In that time, Russia suffered more than 300,000 casualties – including 126,900 deaths – and lost up to 3,500 tanks and around 500 aircraft.

By comparison, Finland lost 25,900 men out of an original force of around 300,000.

Stories of Finnish heroics include that of a Finnish farmer who became the deadliest sniper in history after killing 505 Soviet troops.

In the fighting, Finland also pioneered the use of the improvised grenade the Molotov cocktail, which was named after the Soviet Union’s foreign minister.

Ultimately however, the sheer numerical superiority of the Soviet Union’s forces took its toll and Finland’s government was eventually forced to sign a peace agreement that forced them to give up around ten per cent of their territory.

Despite the defeat, Finland emerged with its sovereignty intact and its international reputation enhanced, whilst the Soviet Union was kicked out of the League of Nations and was condemned by other world leaders.

The Winter War of 1939-1940 – which began less than three months after the start of the Second World War – saw Finland’s forces use innovative tactics to defy Russia’s hopes for a quick, emphatic victory that could have landed Stalin control of the whole country.
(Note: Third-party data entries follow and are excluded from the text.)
use std::fmt;
use std::str::FromStr;

use chrono::{Datelike, NaiveDate, Utc};
use serde::{Deserialize, Serialize};
use thiserror::Error;
use utoipa::ToSchema;

/// Error returned when a month identifier does not parse as `YYYY-MM`.
#[derive(Error, Debug, Clone, PartialEq, Eq)]
#[error("invalid month_year '{0}', expected YYYY-MM")]
pub struct ParseMonthYearError(pub String);

/// A calendar month identifier, serialized as `"YYYY-MM"`.
///
/// This is the single canonical representation used everywhere: stored on
/// budgets, accepted in request paths and bodies, and used to derive the
/// inclusive date window that scopes ledger queries. The legacy `MM-YYYY`
/// form is not accepted.
#[derive(Debug, Clone, Copy, PartialEq, Eq, PartialOrd, Ord, Hash)]
pub struct MonthYear {
    year: i32,
    month: u32,
}

// Schema: a plain string like "2024-03". utoipa 4 does not accept
// `value_type` at the struct level, so this is spelled out by hand.
impl<'s> ToSchema<'s> for MonthYear {
    fn schema() -> (
        &'s str,
        utoipa::openapi::RefOr<utoipa::openapi::schema::Schema>,
    ) {
        (
            "MonthYear",
            utoipa::openapi::ObjectBuilder::new()
                .schema_type(utoipa::openapi::SchemaType::String)
                .example(Some(serde_json::json!("2024-03")))
                .into(),
        )
    }
}

impl MonthYear {
    pub fn new(year: i32, month: u32) -> Option<Self> {
        // Delegate range checking to chrono.
        NaiveDate::from_ymd_opt(year, month, 1).map(|_| Self { year, month })
    }

    /// The month containing "now" (UTC). Monthly-budget warnings are
    /// scoped to this month only.
    pub fn current() -> Self {
        let today = Utc::now().date_naive();
        Self {
            year: today.year(),
            month: today.month(),
        }
    }

    /// The month containing the given calendar date.
    pub fn from_date(date: NaiveDate) -> Self {
        Self {
            year: date.year(),
            month: date.month(),
        }
    }

    pub fn year(&self) -> i32 {
        self.year
    }

    pub fn month(&self) -> u32 {
        self.month
    }

    /// First calendar day of the month.
    pub fn first_day(&self) -> NaiveDate {
        // Validity was checked on construction.
        NaiveDate::from_ymd_opt(self.year, self.month, 1)
            .expect("MonthYear holds a valid year/month pair")
    }

    /// Last calendar day of the month, computed as the day before the
    /// first of the next month so 28/29/30/31-day months and leap years
    /// all come out right.
    pub fn last_day(&self) -> NaiveDate {
        let (next_year, next_month) = if self.month == 12 {
            (self.year + 1, 1)
        } else {
            (self.year, self.month + 1)
        };
        NaiveDate::from_ymd_opt(next_year, next_month, 1)
            .expect("month arithmetic stays in range")
            .pred_opt()
            .expect("first of a month always has a predecessor")
    }

    /// The inclusive `[first_day, last_day]` window for ledger queries.
    pub fn date_range(&self) -> (NaiveDate, NaiveDate) {
        (self.first_day(), self.last_day())
    }

    /// Whether the given date falls inside this month.
    pub fn contains(&self, date: NaiveDate) -> bool {
        date.year() == self.year && date.month() == self.month
    }
}

impl fmt::Display for MonthYear {
    fn fmt(&self, f: &mut fmt::Formatter<'_>) -> fmt::Result {
        write!(f, "{:04}-{:02}", self.year, self.month)
    }
}

impl FromStr for MonthYear {
    type Err = ParseMonthYearError;

    fn from_str(s: &str) -> Result<Self, Self::Err> {
        let err = || ParseMonthYearError(s.to_string());
        let (year_str, month_str) = s.split_once('-').ok_or_else(err)?;
        if year_str.len() != 4 || month_str.len() != 2 {
            return Err(err());
        }
        let year: i32 = year_str.parse().map_err(|_| err())?;
        let month: u32 = month_str.parse().map_err(|_| err())?;
        Self::new(year, month).ok_or_else(err)
    }
}

impl Serialize for MonthYear {
    fn serialize<S: serde::Serializer>(&self, serializer: S) -> Result<S::Ok, S::Error> {
        serializer.collect_str(self)
    }
}

impl<'de> Deserialize<'de> for MonthYear {
    fn deserialize<D: serde::Deserializer<'de>>(deserializer: D) -> Result<Self, D::Error> {
        let s = String::deserialize(deserializer)?;
        s.parse().map_err(serde::de::Error::custom)
    }
}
Above: Russian soldiers captured by Finland

Instead, Soviet troops – who numbered around one million – were fiercely resisted for nearly three months, with dramatic photos showing how vehicles and equipment had to be abandoned in the face of the opposition and freezing conditions. Above: An abandoned Soviet tank 

The Winter War began in November 1939 when Finland refused to agree to the Stalin’s demand to give up territory so he could push Russia’s border westwards.
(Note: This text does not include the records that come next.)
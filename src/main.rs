use anyhow::Result;
use clap::Parser;
use tracing_subscriber::{layer::SubscriberExt, util::SubscriberInitExt};

mod auth;
mod cli;
mod config;
mod handlers;
mod otp;
mod router;
mod schemas;

#[cfg(test)]
mod test_utils;

use cli::Cli;

/// Main entry point for the Budget Buddy application.
#[tokio::main]
async fn main() -> Result<()> {
    // Initialize tracing
    tracing_subscriber::registry()
        .with(
            tracing_subscriber::EnvFilter::try_from_default_env()
                .unwrap_or_else(|_| "budget_buddy=debug,tower_http=debug,axum::rejection=trace".into()),
        )
        .with(tracing_subscriber::fmt::layer())
        .init();

    dotenvy::dotenv().ok();

    let cli = Cli::parse();
    cli.run().await?;

    Ok(())
}
use sea_orm::entity::prelude::*;

/// A short-lived one-time passcode issued at login.
///
/// At most one live code exists per email: issuing a new code deletes
/// any previous rows for the address. A code dies on successful
/// verification, on expiry, or after five failed attempts.
#[derive(Clone, Debug, PartialEq, Eq, DeriveEntityModel)]
#[sea_orm(table_name = "otp_codes")]
pub struct Model {
    #[sea_orm(primary_key)]
    pub id: i32,
    pub email: String,
    /// Six decimal digits.
    pub code: String,
    pub expires_at: DateTimeUtc,
    pub attempts: i32,
}

#[derive(Copy, Clone, Debug, EnumIter, DeriveRelation)]
pub enum Relation {}

impl ActiveModelBehavior for ActiveModel {}
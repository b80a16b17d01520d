use anyhow::Result;

use super::initdb::init_database;
use super::serve;
use crate::config::initialize_app_state_with_url;

/// Apply pending migrations, then serve on the same database. The single
/// command a container entrypoint needs.
pub async fn migrate_and_serve(database_url: &str, bind_address: &str) -> Result<()> {
    init_database(database_url).await?;
    let state = initialize_app_state_with_url(database_url).await?;
    serve::run(state, bind_address).await
}
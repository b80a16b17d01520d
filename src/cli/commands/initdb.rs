use anyhow::{Context, Result};
use migration::{Migrator, MigratorTrait};
use sea_orm::Database;
use tracing::info;

/// Create or upgrade the schema, then exit.
///
/// Also the first half of `migrate-and-serve`; unlike `serve` this needs
/// no JWT secret, so it can run in provisioning jobs with no app config.
pub async fn init_database(database_url: &str) -> Result<()> {
    let db = Database::connect(database_url)
        .await
        .with_context(|| format!("failed to connect to {database_url}"))?;

    Migrator::up(&db, None)
        .await
        .context("failed to apply migrations")?;

    info!("Database schema is up to date");
    Ok(())
}
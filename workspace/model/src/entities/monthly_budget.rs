use rust_decimal::Decimal;
use sea_orm::entity::prelude::*;

use super::user;

/// A spending limit for one user's whole month, across all categories.
/// Unique per (user_id, month_year), enforced by the schema.
/// `current_spent` is derived, same as on [`super::category_budget`].
#[derive(Clone, Debug, PartialEq, DeriveEntityModel)]
#[sea_orm(table_name = "monthly_budgets")]
pub struct Model {
    #[sea_orm(primary_key)]
    pub id: i32,
    pub user_id: i32,
    /// Canonical "YYYY-MM".
    pub month_year: String,
    #[sea_orm(column_type = "Decimal(Some((16, 4)))")]
    pub monthly_limit: Decimal,
    #[sea_orm(column_type = "Decimal(Some((16, 4)))")]
    pub current_spent: Decimal,
}

#[derive(Copy, Clone, Debug, EnumIter, DeriveRelation)]
pub enum Relation {
    #[sea_orm(
        belongs_to = "user::Entity",
        from = "Column::UserId",
        to = "user::Column::Id",
        on_delete = "Cascade"
    )]
    User,
}

impl Related<user::Entity> for Entity {
    fn to() -> RelationDef {
        Relation::User.def()
    }
}

impl ActiveModelBehavior for ActiveModel {}
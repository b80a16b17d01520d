use sea_orm::entity::prelude::*;

use super::{transaction::TransactionKind, user};

/// A user-defined label for grouping transactions. Categories are flat
/// (no hierarchy) and scoped to their owner.
#[derive(Clone, Debug, PartialEq, Eq, DeriveEntityModel)]
#[sea_orm(table_name = "categories")]
pub struct Model {
    #[sea_orm(primary_key)]
    pub id: i32,
    pub user_id: i32,
    pub name: String,
    /// Whether this category is meant for income or expense entries.
    pub kind: TransactionKind,
    pub description: Option<String>,
}

#[derive(Copy, Clone, Debug, EnumIter, DeriveRelation)]
pub enum Relation {
    #[sea_orm(
        belongs_to = "user::Entity",
        from = "Column::UserId",
        to = "user::Column::Id",
        on_delete = "Cascade"
    )]
    User,
}

impl Related<user::Entity> for Entity {
    fn to() -> RelationDef {
        Relation::User.def()
    }
}

impl ActiveModelBehavior for ActiveModel {}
At the time, Stalin feared an attack by Nazi Germany – which ultimately came in June 1941 – and claimed the need to protect the capital Leningrad (now St Petersburg) from attack.

In September 1939, Adolf Hitler’s forces had invaded and overcome neighbouring Poland after a little over a month of fighting.

In temperatures that were as low as -45F, Soviet troops attacked Finland on several fronts with troops, thousands of tanks, planes and artillery pieces.

Finland had access to only a few dozen tanks, around 100 aircraft and very low levels of munitions. 

Led by Marshal Carl Gustaf Mannerheim, the Finnish troops repelled wave after wave of assaults.

Finnish sniper Simo Häyhä emerged a hero after racking up the most sniper kills in the history of warfare

Soviet troops were shown up in their fight against Finland, but ultimately triumphed due to their numerical advantage. Above: A burning Soviet tank

A Russian soldier smiles whilst raising his hands in the air as a Finnish serviceman aims a pistol at him

The Winter War began in November 1939 when Finland refused to agree to the Stalin’s demand to give up territory so he could push Russia’s border westwards. Pictuered: Joseph Stalin

Elsewhere, Finnish ski troops turned the landscape to their advantage to attack isolated Russian units.

Finnish sniper Simo Häyhä emerged a hero after racking up the most sniper kills in the history of warfare.

Aged 33 when the war broke out, Häyhä quickly acquired a fearsome reputation, striking the enemy unseen and unheard from hidden positions up to 300 yards from his target.

Nicknamed The White Death, Häyhä was a prime target for the Soviets, who targeted him with mortars and heavy artillery to halt his killing spree, which once claimed 25 men in one day.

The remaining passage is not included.